E ce l’abbiamo fatta nonostante  i ns “Over 65”!In cuor nostro sapevamo che potevamo farcela e che ce l’ avremmo fatta ma, come si dice.. non dire gatto finche non l’hai nel sacco!E infatti c’e’ ancora salita da fare e un polpaccio mi fa male..Optiamo per la Napoleona visto che c’e’ poco traffico…Non la ricordavo così lunga…chissà come mai…A occhio il Paolino ne ha più di me ancora. lo vedo spingere sempre i suoi soliti rapporti duri nentre io allegerisco e tendo a perdere la sua ruota ma ormai è finita.A Breccia ci salutiamo rinnovandoci i complimenti.Faccio l’ ultima fastidiosa salita verso casa al 6% con il 30 dietro…ormai sono alla frutta con fisico e testa… Sono le 21:30 entro in casa.L’ obiettivo che era arrivare prima che faccesse buio è stato raggiunto… tra poco caleranno le tenebre ma c’e’ ancora luce fuori e ci resterà  per sempre anche nella mia mente finchè sarò in grado di ricordare questa straordinaria, folle “impresa”.

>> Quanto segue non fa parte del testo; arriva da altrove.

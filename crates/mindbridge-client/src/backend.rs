//! The MindBridge server seam.

use std::time::Duration;

use async_trait::async_trait;
use mindbridge_shared::constants::{CHAT_ENDPOINT, CHECKIN_ENDPOINT, SPEAK_ENDPOINT};
use mindbridge_shared::protocol::{
    ChatRequest, ChatResponse, CheckinRequest, CheckinResponse, SpeakRequest, SpeakResponse,
};
use serde::de::DeserializeOwned;

use crate::error::{ClientError, Result};

/// Remote operations the client depends on.
#[async_trait]
pub trait WellnessBackend: Send + Sync {
    async fn chat(&self, request: &ChatRequest) -> Result<ChatResponse>;

    async fn checkin(&self, request: &CheckinRequest) -> Result<CheckinResponse>;

    async fn speak(&self, request: &SpeakRequest) -> Result<SpeakResponse>;
}

/// [`WellnessBackend`] over HTTP.
pub struct HttpBackend {
    client: reqwest::Client,
    base_url: String,
}

impl HttpBackend {
    pub fn new(base_url: &str, timeout: Duration) -> Result<Self> {
        let client = reqwest::Client::builder().timeout(timeout).build()?;
        Ok(Self {
            client,
            base_url: base_url.trim_end_matches('/').to_string(),
        })
    }

    fn url(&self, endpoint: &str) -> String {
        format!("{}{}", self.base_url, endpoint)
    }
}

async fn decode<T: DeserializeOwned>(resp: reqwest::Response) -> Result<T> {
    let status = resp.status();
    if !status.is_success() {
        return Err(ClientError::Status(status));
    }
    Ok(resp.json().await?)
}

#[async_trait]
impl WellnessBackend for HttpBackend {
    async fn chat(&self, request: &ChatRequest) -> Result<ChatResponse> {
        tracing::debug!(language = %request.language, "POST {}", CHAT_ENDPOINT);
        let resp = self
            .client
            .post(self.url(CHAT_ENDPOINT))
            .json(request)
            .send()
            .await?;
        decode(resp).await
    }

    async fn checkin(&self, request: &CheckinRequest) -> Result<CheckinResponse> {
        tracing::debug!(mood = %request.mood, "POST {}", CHECKIN_ENDPOINT);
        let resp = self
            .client
            .post(self.url(CHECKIN_ENDPOINT))
            .form(request)
            .send()
            .await?;
        decode(resp).await
    }

    async fn speak(&self, request: &SpeakRequest) -> Result<SpeakResponse> {
        let resp = self
            .client
            .post(self.url(SPEAK_ENDPOINT))
            .json(request)
            .send()
            .await?;
        decode(resp).await
    }
}

#[cfg(test)]
mod tests {
    use super::*;

    #[test]
    fn test_url_joins_without_double_slash() {
        let backend = HttpBackend::new("http://localhost:5000/", Duration::from_secs(1)).unwrap();
        assert_eq!(backend.url(CHAT_ENDPOINT), "http://localhost:5000/session");
        assert_eq!(backend.url(SPEAK_ENDPOINT), "http://localhost:5000/api/speak");
    }
}
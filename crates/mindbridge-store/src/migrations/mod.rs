//! Database migration runner.
//!
//! Migrations are executed in order every time a [`crate::Database`] is
//! opened. Each migration is guarded by the `user_version` pragma so it runs
//! exactly once.

pub mod v001_initial;

use rusqlite::Connection;

use crate::error::{Result, StoreError};

/// Current schema version. Bump this and add a new migration module whenever
/// the schema changes.
pub const CURRENT_VERSION: u32 = 1;

/// Run all pending migrations against the open connection.
pub fn run_migrations(conn: &Connection) -> Result<()> {
    let current: u32 = conn.pragma_query_value(None, "user_version", |row| row.get(0))?;

    tracing::debug!(
        current_version = current,
        target_version = CURRENT_VERSION,
        "checking database migrations"
    );

    if current < 1 {
        tracing::info!("applying migration v001_initial");
        v001_initial::up(conn).map_err(|e| StoreError::Migration(e.to_string()))?;
        conn.pragma_update(None, "user_version", 1)?;
    }

    Ok(())
}
//! # mindbridge-client
//!
//! Presentation layer of the MindBridge wellness companion: the chat session
//! controller with its crisis monitor, mood check-ins, history browsing with
//! insights, and the speech bridge. Everything user-visible goes through the
//! [`events::Presenter`] trait so the same controllers can drive a terminal or
//! any other front-end.

pub mod app;
pub mod backend;
pub mod chat;
pub mod checkin;
pub mod config;
pub mod error;
pub mod events;
pub mod history;
pub mod speech;
pub mod state;
pub mod tasks;
pub mod terminal;

#[cfg(test)]
mod test_support;

pub use app::MindBridge;
pub use config::ClientConfig;
pub use error::{ClientError, Result};

use tracing_subscriber::{fmt, EnvFilter};

/// Install the global tracing subscriber. Logs go to stderr so they do not
/// interleave with the conversation on stdout.
pub fn init_tracing() {
    let filter = EnvFilter::try_from_default_env().unwrap_or_else(|_| {
        EnvFilter::new("mindbridge=info,mindbridge_client=debug,mindbridge_store=info,warn")
    });

    fmt()
        .with_env_filter(filter)
        .with_target(true)
        .with_thread_ids(false)
        .with_file(false)
        .with_line_number(false)
        .with_writer(std::io::stderr)
        .init();
}
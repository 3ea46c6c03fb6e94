//! Holders for spawned deferred effects.

use std::future::Future;
use std::sync::Mutex;

use tokio::task::JoinHandle;

use crate::state::lock;

/// At most one live task. Spawning into the slot aborts the previous
/// occupant, as does dropping the slot.
#[derive(Default)]
pub struct TaskSlot {
    handle: Mutex<Option<JoinHandle<()>>>,
}

impl TaskSlot {
    pub fn new() -> Self {
        Self::default()
    }

    pub fn spawn<F>(&self, future: F)
    where
        F: Future<Output = ()> + Send + 'static,
    {
        let handle = tokio::spawn(future);
        if let Some(previous) = lock(&self.handle).replace(handle) {
            previous.abort();
        }
    }

    /// Abort the current task. Returns `true` if one was still running.
    pub fn cancel(&self) -> bool {
        match lock(&self.handle).take() {
            Some(handle) => {
                let running = !handle.is_finished();
                handle.abort();
                running
            }
            None => false,
        }
    }

    pub fn is_active(&self) -> bool {
        lock(&self.handle)
            .as_ref()
            .is_some_and(|handle| !handle.is_finished())
    }
}

impl Drop for TaskSlot {
    fn drop(&mut self) {
        if let Some(handle) = lock(&self.handle).take() {
            handle.abort();
        }
    }
}

/// Independent tasks that must all run to completion unless cancelled
/// together.
#[derive(Default)]
pub struct TaskSet {
    handles: Mutex<Vec<JoinHandle<()>>>,
}

impl TaskSet {
    pub fn spawn<F>(&self, future: F)
    where
        F: Future<Output = ()> + Send + 'static,
    {
        let handle = tokio::spawn(future);
        let mut handles = lock(&self.handles);
        handles.retain(|h| !h.is_finished());
        handles.push(handle);
    }

    pub fn cancel_all(&self) {
        for handle in lock(&self.handles).drain(..) {
            handle.abort();
        }
    }

    pub fn pending(&self) -> usize {
        lock(&self.handles)
            .iter()
            .filter(|h| !h.is_finished())
            .count()
    }
}

impl Drop for TaskSet {
    fn drop(&mut self) {
        self.cancel_all();
    }
}

#[cfg(test)]
mod tests {
    use super::*;
    use std::sync::atomic::{AtomicUsize, Ordering};
    use std::sync::Arc;
    use std::time::Duration;

    #[tokio::test(start_paused = true)]
    async fn test_slot_replaces_previous_task() {
        let fired = Arc::new(AtomicUsize::new(0));
        let slot = TaskSlot::new();

        for _ in 0..3 {
            let fired = fired.clone();
            slot.spawn(async move {
                tokio::time::sleep(Duration::from_secs(1)).await;
                fired.fetch_add(1, Ordering::SeqCst);
            });
            tokio::time::sleep(Duration::from_millis(500)).await;
        }
        tokio::time::sleep(Duration::from_secs(2)).await;
        assert_eq!(fired.load(Ordering::SeqCst), 1);
    }

    #[tokio::test(start_paused = true)]
    async fn test_slot_cancel() {
        let fired = Arc::new(AtomicUsize::new(0));
        let slot = TaskSlot::new();
        let f = fired.clone();
        slot.spawn(async move {
            tokio::time::sleep(Duration::from_secs(1)).await;
            f.fetch_add(1, Ordering::SeqCst);
        });
        tokio::task::yield_now().await;
        assert!(slot.is_active());
        assert!(slot.cancel());
        assert!(!slot.cancel());
        tokio::time::sleep(Duration::from_secs(2)).await;
        assert_eq!(fired.load(Ordering::SeqCst), 0);
    }

    #[tokio::test(start_paused = true)]
    async fn test_set_runs_every_task() {
        let fired = Arc::new(AtomicUsize::new(0));
        let set = TaskSet::default();
        for delay in [1, 2] {
            let f = fired.clone();
            set.spawn(async move {
                tokio::time::sleep(Duration::from_secs(delay)).await;
                f.fetch_add(1, Ordering::SeqCst);
            });
        }
        assert_eq!(set.pending(), 2);
        tokio::time::sleep(Duration::from_secs(3)).await;
        assert_eq!(fired.load(Ordering::SeqCst), 2);
        assert_eq!(set.pending(), 0);
    }
}
//! The presentation seam.
//!
//! Controllers never draw anything themselves; every visible effect goes
//! through a [`Presenter`]. Each method corresponds to one hook point of the
//! chat, check-in and history screens.

use std::time::Duration;

use mindbridge_shared::constants::NOTIFICATION_DURATION_MS;
use mindbridge_shared::{Language, MessageRecord};
use serde::Serialize;

use crate::history::{HistoryView, Insights};

#[derive(Debug, Clone, Copy, PartialEq, Eq, Serialize)]
#[serde(rename_all = "lowercase")]
pub enum NotificationKind {
    Success,
    Error,
    Warning,
    Info,
}

/// A transient toast. A newer notification replaces any visible one.
#[derive(Debug, Clone, PartialEq, Eq, Serialize)]
pub struct Notification {
    pub message: String,
    pub kind: NotificationKind,
    #[serde(skip)]
    pub duration: Duration,
}

impl Notification {
    pub fn new(message: impl Into<String>, kind: NotificationKind) -> Self {
        Self {
            message: message.into(),
            kind,
            duration: Duration::from_millis(NOTIFICATION_DURATION_MS),
        }
    }

    pub fn success(message: impl Into<String>) -> Self {
        Self::new(message, NotificationKind::Success)
    }

    pub fn error(message: impl Into<String>) -> Self {
        Self::new(message, NotificationKind::Error)
    }

    pub fn warning(message: impl Into<String>) -> Self {
        Self::new(message, NotificationKind::Warning)
    }

    pub fn info(message: impl Into<String>) -> Self {
        Self::new(message, NotificationKind::Info)
    }
}

pub trait Presenter: Send + Sync {
    /// Append a message bubble to the conversation.
    fn render_message(&self, record: &MessageRecord);

    /// Replace the chat input contents (empty string clears it).
    fn set_input(&self, text: &str);

    fn set_send_enabled(&self, enabled: bool);

    fn set_typing_indicator(&self, visible: bool);

    fn set_listening(&self, listening: bool);

    fn notify(&self, notification: Notification);

    /// Blocking overlay with crisis support resources. Dismissal is up to
    /// the front-end.
    fn show_crisis_modal(&self);

    /// Disable the check-in submit control and show its spinner.
    fn set_checkin_busy(&self, busy: bool);

    fn show_checkin_response(&self, text: &str);

    /// Replace the check-in note field, e.g. after dictation.
    fn set_checkin_note(&self, text: &str);

    fn render_history(&self, view: &HistoryView);

    fn show_insights(&self, insights: &Insights);

    fn hide_insights(&self);

    /// Sync every language selector to `language`.
    fn set_language(&self, language: Language);
}
//! Fakes shared by the controller tests.

use std::ops::Deref;
use std::sync::atomic::{AtomicBool, Ordering};
use std::sync::{Arc, Mutex};
use std::time::Duration;

use async_trait::async_trait;
use mindbridge_shared::protocol::{
    ChatRequest, ChatResponse, CheckinRequest, CheckinResponse, SpeakRequest, SpeakResponse,
};
use mindbridge_shared::{Language, MessageRecord};
use mindbridge_store::{KeyValueStore, MemoryStorage};

use crate::app::MindBridge;
use crate::backend::WellnessBackend;
use crate::config::ClientConfig;
use crate::error::{ClientError, Result};
use crate::events::{Notification, Presenter};
use crate::history::{HistoryView, Insights};
use crate::speech::{SpeechEngine, SpeechError, VoiceSettings};
use crate::state::lock;

#[derive(Debug, Clone, PartialEq)]
pub enum UiEvent {
    Message(MessageRecord),
    Input(String),
    SendEnabled(bool),
    Typing(bool),
    Listening(bool),
    Notify(Notification),
    CrisisModal,
    CheckinBusy(bool),
    CheckinResponse(String),
    CheckinNote(String),
    History(HistoryView),
    Insights(Insights),
    InsightsHidden,
    Language(Language),
}

#[derive(Default)]
pub struct RecordingPresenter {
    events: Mutex<Vec<UiEvent>>,
}

impl RecordingPresenter {
    fn push(&self, event: UiEvent) {
        lock(&self.events).push(event);
    }

    pub fn events(&self) -> Vec<UiEvent> {
        lock(&self.events).clone()
    }

    pub fn notifications(&self) -> Vec<Notification> {
        self.events()
            .into_iter()
            .filter_map(|e| match e {
                UiEvent::Notify(n) => Some(n),
                _ => None,
            })
            .collect()
    }

    pub fn messages(&self) -> Vec<MessageRecord> {
        self.events()
            .into_iter()
            .filter_map(|e| match e {
                UiEvent::Message(m) => Some(m),
                _ => None,
            })
            .collect()
    }

    pub fn crisis_modals(&self) -> usize {
        self.events()
            .iter()
            .filter(|e| **e == UiEvent::CrisisModal)
            .count()
    }
}

impl Presenter for RecordingPresenter {
    fn render_message(&self, record: &MessageRecord) {
        self.push(UiEvent::Message(record.clone()));
    }

    fn set_input(&self, text: &str) {
        self.push(UiEvent::Input(text.to_string()));
    }

    fn set_send_enabled(&self, enabled: bool) {
        self.push(UiEvent::SendEnabled(enabled));
    }

    fn set_typing_indicator(&self, visible: bool) {
        self.push(UiEvent::Typing(visible));
    }

    fn set_listening(&self, listening: bool) {
        self.push(UiEvent::Listening(listening));
    }

    fn notify(&self, notification: Notification) {
        self.push(UiEvent::Notify(notification));
    }

    fn show_crisis_modal(&self) {
        self.push(UiEvent::CrisisModal);
    }

    fn set_checkin_busy(&self, busy: bool) {
        self.push(UiEvent::CheckinBusy(busy));
    }

    fn show_checkin_response(&self, text: &str) {
        self.push(UiEvent::CheckinResponse(text.to_string()));
    }

    fn set_checkin_note(&self, text: &str) {
        self.push(UiEvent::CheckinNote(text.to_string()));
    }

    fn render_history(&self, view: &HistoryView) {
        self.push(UiEvent::History(view.clone()));
    }

    fn show_insights(&self, insights: &Insights) {
        self.push(UiEvent::Insights(insights.clone()));
    }

    fn hide_insights(&self) {
        self.push(UiEvent::InsightsHidden);
    }

    fn set_language(&self, language: Language) {
        self.push(UiEvent::Language(language));
    }
}

/// Scripted backend that records every request.
#[derive(Default)]
pub struct FakeBackend {
    chat_reply: Mutex<Option<ChatResponse>>,
    chat_fails: AtomicBool,
    checkin_reply: Mutex<Option<CheckinResponse>>,
    checkin_fails: AtomicBool,
    latency: Mutex<Duration>,
    chat_requests: Mutex<Vec<ChatRequest>>,
    checkin_requests: Mutex<Vec<CheckinRequest>>,
    speak_requests: Mutex<Vec<SpeakRequest>>,
}

impl FakeBackend {
    pub fn reply(&self, text: &str, crisis_detected: bool) {
        *lock(&self.chat_reply) = Some(ChatResponse {
            success: true,
            response: Some(text.to_string()),
            crisis_detected: Some(crisis_detected),
            message: None,
        });
    }

    pub fn reject_chat(&self, message: &str) {
        *lock(&self.chat_reply) = Some(ChatResponse {
            success: false,
            message: Some(message.to_string()),
            ..ChatResponse::default()
        });
    }

    pub fn fail_chat(&self) {
        self.chat_fails.store(true, Ordering::SeqCst);
    }

    pub fn checkin_reply(&self, text: &str) {
        *lock(&self.checkin_reply) = Some(CheckinResponse {
            success: true,
            response: Some(text.to_string()),
            ..CheckinResponse::default()
        });
    }

    pub fn fail_checkin(&self) {
        self.checkin_fails.store(true, Ordering::SeqCst);
    }

    pub fn set_latency(&self, latency: Duration) {
        *lock(&self.latency) = latency;
    }

    pub fn chat_requests(&self) -> Vec<ChatRequest> {
        lock(&self.chat_requests).clone()
    }

    pub fn checkin_requests(&self) -> Vec<CheckinRequest> {
        lock(&self.checkin_requests).clone()
    }

    pub fn speak_requests(&self) -> Vec<SpeakRequest> {
        lock(&self.speak_requests).clone()
    }

    async fn wait(&self) {
        let latency = *lock(&self.latency);
        if !latency.is_zero() {
            tokio::time::sleep(latency).await;
        }
    }
}

fn server_error() -> ClientError {
    ClientError::Status(reqwest::StatusCode::INTERNAL_SERVER_ERROR)
}

#[async_trait]
impl WellnessBackend for FakeBackend {
    async fn chat(&self, request: &ChatRequest) -> Result<ChatResponse> {
        lock(&self.chat_requests).push(request.clone());
        self.wait().await;
        if self.chat_fails.load(Ordering::SeqCst) {
            return Err(server_error());
        }
        Ok(lock(&self.chat_reply).clone().unwrap_or(ChatResponse {
            success: true,
            response: Some("I'm here to listen.".to_string()),
            ..ChatResponse::default()
        }))
    }

    async fn checkin(&self, request: &CheckinRequest) -> Result<CheckinResponse> {
        lock(&self.checkin_requests).push(request.clone());
        self.wait().await;
        if self.checkin_fails.load(Ordering::SeqCst) {
            return Err(server_error());
        }
        Ok(lock(&self.checkin_reply).clone().unwrap_or(CheckinResponse {
            success: true,
            response: Some("Thanks for checking in.".to_string()),
            ..CheckinResponse::default()
        }))
    }

    async fn speak(&self, request: &SpeakRequest) -> Result<SpeakResponse> {
        lock(&self.speak_requests).push(request.clone());
        Ok(SpeakResponse {
            success: true,
            ..SpeakResponse::default()
        })
    }
}

/// Speech engine that records what it was asked to say.
#[derive(Default)]
pub struct FakeSpeechEngine {
    duration: Mutex<Duration>,
    failure: Option<String>,
    transcript: Option<String>,
    started: Mutex<Vec<String>>,
    completed: Mutex<Vec<String>>,
    voices: Mutex<Vec<VoiceSettings>>,
    locales: Mutex<Vec<String>>,
}

impl FakeSpeechEngine {
    pub fn with_duration(duration: Duration) -> Self {
        Self {
            duration: Mutex::new(duration),
            ..Self::default()
        }
    }

    pub fn failing(message: &str) -> Self {
        Self {
            failure: Some(message.to_string()),
            ..Self::default()
        }
    }

    pub fn hearing(transcript: &str) -> Self {
        Self {
            transcript: Some(transcript.to_string()),
            ..Self::default()
        }
    }

    pub fn set_duration(&self, duration: Duration) {
        *lock(&self.duration) = duration;
    }

    pub fn started(&self) -> Vec<String> {
        lock(&self.started).clone()
    }

    pub fn completed(&self) -> Vec<String> {
        lock(&self.completed).clone()
    }

    pub fn voices(&self) -> Vec<VoiceSettings> {
        lock(&self.voices).clone()
    }

    pub fn recognized_locales(&self) -> Vec<String> {
        lock(&self.locales).clone()
    }
}

#[async_trait]
impl SpeechEngine for FakeSpeechEngine {
    fn supports_recognition(&self) -> bool {
        self.transcript.is_some()
    }

    async fn synthesize(&self, text: &str, voice: &VoiceSettings) -> std::result::Result<(), SpeechError> {
        lock(&self.started).push(text.to_string());
        lock(&self.voices).push(voice.clone());
        if let Some(message) = &self.failure {
            return Err(SpeechError::Synthesis(message.clone()));
        }
        let duration = *lock(&self.duration);
        tokio::time::sleep(duration).await;
        lock(&self.completed).push(text.to_string());
        Ok(())
    }

    async fn recognize(&self, locale: &str) -> std::result::Result<String, SpeechError> {
        lock(&self.locales).push(locale.to_string());
        let duration = *lock(&self.duration);
        tokio::time::sleep(duration).await;
        self.transcript.clone().ok_or(SpeechError::NoSpeech)
    }
}

/// A fully wired app over fakes and in-memory storage.
pub struct Harness {
    pub app: MindBridge,
    pub backend: Arc<FakeBackend>,
    pub engine: Arc<FakeSpeechEngine>,
    pub presenter: Arc<RecordingPresenter>,
    pub store: Arc<dyn KeyValueStore>,
}

impl Harness {
    pub fn new() -> Self {
        Self::with_store(Arc::new(MemoryStorage::new()))
    }

    pub fn with_store(store: Arc<dyn KeyValueStore>) -> Self {
        Self::build(store, FakeSpeechEngine::default())
    }

    pub fn with_engine(engine: FakeSpeechEngine) -> Self {
        Self::build(Arc::new(MemoryStorage::new()), engine)
    }

    fn build(store: Arc<dyn KeyValueStore>, engine: FakeSpeechEngine) -> Self {
        let backend = Arc::new(FakeBackend::default());
        let engine = Arc::new(engine);
        let presenter = Arc::new(RecordingPresenter::default());
        let app = MindBridge::new(
            &ClientConfig::default(),
            store.clone(),
            backend.clone(),
            engine.clone(),
            presenter.clone(),
        );
        Self {
            app,
            backend,
            engine,
            presenter,
            store,
        }
    }
}

impl Deref for Harness {
    type Target = MindBridge;

    fn deref(&self) -> &MindBridge {
        &self.app
    }
}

Grazie Paolino! (classe 1951)
Roby ( classe 1954) 
P.S. per la cronaca un certo Nibali 3 giorni prima di noi ha fatto lo stesso giro ma partendo da Lugano con il medesimo dislivello (3.800 m) ma percorrendo 50 km in meno.Ovviamente con una media “leggermente”  più alta della nostra. Lui però lo fa di mestiere è lautamente retribuito ma soprattutto ha almeno la meta dei ns. anni!